[TASK INPUT — start]

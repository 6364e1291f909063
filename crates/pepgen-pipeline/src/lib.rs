//! The automated article-generation pipeline.
//!
//! One invocation runs the full sequence: authorization gate, due check,
//! topic selection, article generation, heading/ToC reconciliation, image
//! generation with bounded retries, persistence, and schedule advancement.
//! Failures before persistence leave no side effects; image failures are
//! non-fatal and the article publishes without the missing images.

mod error;
pub mod images;
pub mod orchestrator;
pub mod reconcile;
pub mod schedule;
pub mod storage;
pub mod store;
mod types;

pub use error::PipelineError;
pub use orchestrator::{Pipeline, PipelineConfig};
pub use schedule::{advance, is_due, RunTimestamps};
pub use storage::{StorageClient, StorageConfig, StorageError};
pub use store::{ContentStore, ScheduleStore, StoreError};
pub use types::{Caller, PublishedArticle, RunOutcome, Trigger};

[TASK INPUT — finish]

> **ASSIGNMENT**: Having read the entries above, restate them all word for word.

> **ANSWER FOR THIS EXERCISE**:
repository 6364e1291f909063
filename crates/pepgen-pipeline/src/lib.rs
//! The automated article-generation pipeline.
//!
//! One invocation runs the full sequence: authorization gate, due check,
//! topic selection, article generation, heading/ToC reconciliation, image
//! generation with bounded retries, persistence, and schedule advancement.
//! Failures before persistence leave no side effects; image failures are
//! non-fatal and the article publishes without the missing images.

mod error;
pub mod images;
pub mod orchestrator;
pub mod reconcile;
pub mod schedule;
pub mod storage;
pub mod store;
mod types;

pub use error::PipelineError;
pub use orchestrator::{Pipeline, PipelineConfig};
pub use schedule::{advance, is_due, RunTimestamps};
pub use storage::{StorageClient, StorageConfig, StorageError};
pub use store::{ContentStore, ScheduleStore, StoreError};
pub use types::{Caller, PublishedArticle, RunOutcome, Trigger};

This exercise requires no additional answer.